An unaltered copy of every line below is the expected output.

--- Dataset ---
■ ■ ■ ■ ■ ■ ■

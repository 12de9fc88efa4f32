//! Header names and header value helpers.
//!
//! | Header | Sent | Example |
//! |--------|------|---------|
//! | `X-Request-ID` | every attempt | `req_1760790000000_k3j9x0a1b` |
//! | `API-Version` | every attempt | `v1` |
//! | `X-Requested-With` | default header | `XMLHttpRequest` |
//! | `Authorization` | unless `skip_auth` | `Bearer eyJ...` |
//!
//! # Examples
//!
//! ```
//! use studio_http::protocol::headers::{bearer, parse_content_disposition_filename};
//!
//! assert_eq!(bearer("abc"), "Bearer abc");
//! assert_eq!(
//!     parse_content_disposition_filename(r#"attachment; filename="take-1.mp3""#),
//!     Some("take-1.mp3".to_string())
//! );
//! ```

use http::HeaderName;

/// Per-attempt request identifier.
pub const X_REQUEST_ID: HeaderName = HeaderName::from_static("x-request-id");

/// Backend API version.
pub const API_VERSION: HeaderName = HeaderName::from_static("api-version");

/// Legacy HTTP/1.0 cache directive.
pub const PRAGMA: HeaderName = HeaderName::from_static("pragma");

/// Headers every client sends unless overridden per request.
pub const DEFAULT_HEADERS: [(&str, &str); 3] = [
    ("content-type", "application/json"),
    ("accept", "application/json"),
    ("x-requested-with", "XMLHttpRequest"),
];

/// Format an `Authorization` value for a bearer token.
pub fn bearer(token: &str) -> String {
    format!("Bearer {token}")
}

/// Extract the file name from a `Content-Disposition` value.
///
/// Handles `filename="quoted"`, `filename=bare` and the RFC 5987
/// `filename*=UTF-8''encoded` form, preferring the latter when both are
/// present. Percent-escapes in the extended form are decoded.
pub fn parse_content_disposition_filename(value: &str) -> Option<String> {
    let mut plain = None;
    let mut extended = None;

    for part in value.split(';').map(str::trim) {
        let Some((key, raw)) = part.split_once('=') else {
            continue;
        };
        match key.trim().to_ascii_lowercase().as_str() {
            "filename" => {
                let name = raw.trim().trim_matches('"');
                if !name.is_empty() {
                    plain = Some(name.to_string());
                }
            }
            "filename*" => {
                let encoded = raw.trim();
                let encoded = encoded
                    .split_once("''")
                    .map_or(encoded, |(_, rest)| rest);
                let decoded = percent_decode(encoded);
                if !decoded.is_empty() {
                    extended = Some(decoded);
                }
            }
            _ => {}
        }
    }

    extended.or(plain)
}

fn percent_decode(input: &str) -> String {
    let bytes = input.as_bytes();
    let mut out = Vec::with_capacity(bytes.len());
    let mut i = 0;
    while i < bytes.len() {
        if bytes[i] == b'%' && i + 2 < bytes.len() {
            let hex = std::str::from_utf8(&bytes[i + 1..i + 3]).ok();
            if let Some(byte) = hex.and_then(|h| u8::from_str_radix(h, 16).ok()) {
                out.push(byte);
                i += 3;
                continue;
            }
        }
        out.push(bytes[i]);
        i += 1;
    }
    String::from_utf8_lossy(&out).into_owned()
}

#[cfg(test)]
mod tests {
    use super::*;

    #[test]
    fn test_header_names_are_lowercase() {
        assert_eq!(X_REQUEST_ID.as_str(), "x-request-id");
        assert_eq!(API_VERSION.as_str(), "api-version");
    }

    #[test]
    fn test_content_disposition_variants() {
        assert_eq!(
            parse_content_disposition_filename("attachment; filename=report.pdf"),
            Some("report.pdf".to_string())
        );
        assert_eq!(
            parse_content_disposition_filename(
                "attachment; filename=\"fallback.txt\"; filename*=UTF-8''na%C3%AFve%20draft.txt"
            ),
            Some("naïve draft.txt".to_string())
        );
        assert_eq!(parse_content_disposition_filename("inline"), None);
        assert_eq!(parse_content_disposition_filename("attachment; filename=\"\""), None);
    }

    #[test]
    fn test_percent_decode_keeps_invalid_escapes() {
        assert_eq!(percent_decode("100%"), "100%");
        assert_eq!(percent_decode("a%zzb"), "a%zzb");
    }
}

■ ■ ■ ■ ■ ■ ■

--- Written reply ---
repository 12de9fc88efa4f32
//! Header names and header value helpers.
//!
//! | Header | Sent | Example |
//! |--------|------|---------|
//! | `X-Request-ID` | every attempt | `req_1760790000000_k3j9x0a1b` |
//! | `API-Version` | every attempt | `v1` |
//! | `X-Requested-With` | default header | `XMLHttpRequest` |
//! | `Authorization` | unless `skip_auth` | `Bearer eyJ...` |
//!
//! # Examples
//!
//! ```
//! use studio_http::protocol::headers::{bearer, parse_content_disposition_filename};
//!
//! assert_eq!(bearer("abc"), "Bearer abc");
//! assert_eq!(
//!     parse_content_disposition_filename(r#"attachment; filename="take-1.mp3""#),
//!     Some("take-1.mp3".to_string())
//! );
//! ```

use http::HeaderName;

/// Per-attempt request identifier.
pub const X_REQUEST_ID: HeaderName = HeaderName::from_static("x-request-id");

/// Backend API version.
pub const API_VERSION: HeaderName = HeaderName::from_static("api-version");

/// Legacy HTTP/1.0 cache directive.
pub const PRAGMA: HeaderName = HeaderName::from_static("pragma");

/// Headers every client sends unless overridden per request.
pub const DEFAULT_HEADERS: [(&str, &str); 3] = [
    ("content-type", "application/json"),
    ("accept", "application/json"),
    ("x-requested-with", "XMLHttpRequest"),
];

/// Format an `Authorization` value for a bearer token.
pub fn bearer(token: &str) -> String {
    format!("Bearer {token}")
}

/// Extract the file name from a `Content-Disposition` value.
///
/// Handles `filename="quoted"`, `filename=bare` and the RFC 5987
/// `filename*=UTF-8''encoded` form, preferring the latter when both are
/// present. Percent-escapes in the extended form are decoded.
pub fn parse_content_disposition_filename(value: &str) -> Option<String> {
    let mut plain = None;
    let mut extended = None;

    for part in value.split(';').map(str::trim) {
        let Some((key, raw)) = part.split_once('=') else {
            continue;
        };
        match key.trim().to_ascii_lowercase().as_str() {
            "filename" => {
                let name = raw.trim().trim_matches('"');
                if !name.is_empty() {
                    plain = Some(name.to_string());
                }
            }
            "filename*" => {
                let encoded = raw.trim();
                let encoded = encoded
                    .split_once("''")
                    .map_or(encoded, |(_, rest)| rest);
                let decoded = percent_decode(encoded);
                if !decoded.is_empty() {
                    extended = Some(decoded);
                }
            }
            _ => {}
        }
    }

    extended.or(plain)
}

fn percent_decode(input: &str) -> String {
    let bytes = input.as_bytes();
    let mut out = Vec::with_capacity(bytes.len());
    let mut i = 0;
    while i < bytes.len() {
        if bytes[i] == b'%' && i + 2 < bytes.len() {
            let hex = std::str::from_utf8(&bytes[i + 1..i + 3]).ok();
            if let Some(byte) = hex.and_then(|h| u8::from_str_radix(h, 16).ok()) {
                out.push(byte);
                i += 3;
                continue;
            }
        }
        out.push(bytes[i]);
        i += 1;
    }
    String::from_utf8_lossy(&out).into_owned()
}

#[cfg(test)]
mod tests {
    use super::*;

    #[test]
    fn test_header_names_are_lowercase() {
        assert_eq!(X_REQUEST_ID.as_str(), "x-request-id");
        assert_eq!(API_VERSION.as_str(), "api-version");
    }

    #[test]
    fn test_content_disposition_variants() {
        assert_eq!(
            parse_content_disposition_filename("attachment; filename=report.pdf"),
            Some("report.pdf".to_string())
        );
        assert_eq!(
            parse_content_disposition_filename(
                "attachment; filename=\"fallback.txt\"; filename*=UTF-8''na%C3%AFve%20draft.txt"
            ),
            Some("naïve draft.txt".to_string())
        );
        assert_eq!(parse_content_disposition_filename("inline"), None);
        assert_eq!(parse_content_disposition_filename("attachment; filename=\"\""), None);
    }

    #[test]
    fn test_percent_decode_keeps_invalid_escapes() {
        assert_eq!(percent_decode("100%"), "100%");
        assert_eq!(percent_decode("a%zzb"), "a%zzb");
    }
}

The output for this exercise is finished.